In vielen Fällen werden die Erschließungskosten bereits beim Kauf des Grundstücks berücksichtigt. Bei Neubaugebieten sind die Kosten für die öffentliche Erschließung oft in den Kaufpreis eingerechnet, während bei Einzelgrundstücken zusätzliche Kosten entstehen können. Für die private Erschließung fallen Kosten für die Herstellung von Zufahrten, die Verlegung der Hausanschlussleitungen sowie die Anlage von Parkplätzen an. Diese Kosten sollten bei der Baufinanzierung eingeplant werden.

  • Erschließungsbeiträge der Gemeinde.
  • Kosten für private Erschließung.
  • Höhe abhängig von Grundstücksgröße und Art der Erschließung.
  • Kosten oft im Kaufpreis enthalten.
  • Einplanung in die Baufinanzierung erforderlich.

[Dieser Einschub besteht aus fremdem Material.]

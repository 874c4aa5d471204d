use tracing_subscriber::{fmt, layer::SubscriberExt, util::SubscriberInitExt, EnvFilter, Registry};

use crate::error::{CatalogError, CatalogResult};

/// Install the console subscriber.
///
/// `RUST_LOG` wins when set; otherwise this crate logs at info (debug with
/// `verbose`) and everything else at warn.
pub fn init_logging(verbose: bool) -> CatalogResult<()> {
    let level = if verbose { "debug" } else { "info" };
    let env_filter = EnvFilter::try_from_default_env()
        .unwrap_or_else(|_| EnvFilter::new(format!("core_catalog={},warn", level)));

    Registry::default()
        .with(env_filter)
        .with(fmt::layer().with_writer(std::io::stderr).with_target(false))
        .try_init()
        .map_err(|e| CatalogError::configuration(format!("logging already initialized: {}", e)))
}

Praxisbeispiel: Erschließungskosten für ein Einfamilienhausgrundstück

Um die Erschließungskosten besser zu veranschaulichen, kann ein Beispiel helfen. Angenommen, ein Einfamilienhausgrundstück in einem Neubaugebiet wird gekauft. Die Gemeinde hat bereits die öffentliche Erschließung durchgeführt, sodass die Straßen, Wege und Leitungen bis zur Grundstücksgrenze vorhanden sind. Der Eigentümer muss nun die private Erschließung durchführen.

Für die Herstellung einer Zufahrt und eines Gehwegs bis zum Haus können Kosten von etwa 5.000 bis 10.000 Euro anfallen, je nach Größe des Grundstücks und den verwendeten Materialien. Die Verlegung der Hausanschlussleitungen für Wasser, Abwasser, Strom und Telekommunikation kann weitere 3.000 bis 7.000 Euro betragen. Hinzu kommen eventuell Kosten für die Anlage von Parkplätzen oder die Herstellung von Fuß- und Radwegen auf dem Grundstück. Insgesamt können die Erschließungskosten für ein Einfamilienhausgrundstück leicht im fünfstelligen Bereich liegen.

  • Kosten für Zufahrt und Gehweg: 5.000–10.000 Euro.
  • Kosten für Hausanschlussleitungen: 3.000–7.000 Euro.
  • Eventuelle Kosten für Parkplätze und Wege.
  • Gesamtkosten im fünfstelligen Bereich möglich.
  • Einplanung in die Baufinanzierung wichtig.

Fazit

Erschließung ist ein zentraler Bestandteil der Grundstücksentwicklung und macht ein Grundstück erst nutzbar. Sie umfasst sowohl die öffentliche Erschließung durch die Gemeinde als auch die private Erschließung durch den Eigentümer. Die Kosten für die Erschließung können erheblich sein und sollten bei der Baufinanzierung unbedingt berücksichtigt werden. Eine frühzeitige Abstimmung mit der Gemeinde und den zuständigen Versorgungsunternehmen hilft, unerwartete Kosten und Verzögerungen zu vermeiden und sicherzustellen, dass das Grundstück ordnungsgemäß erschlossen wird.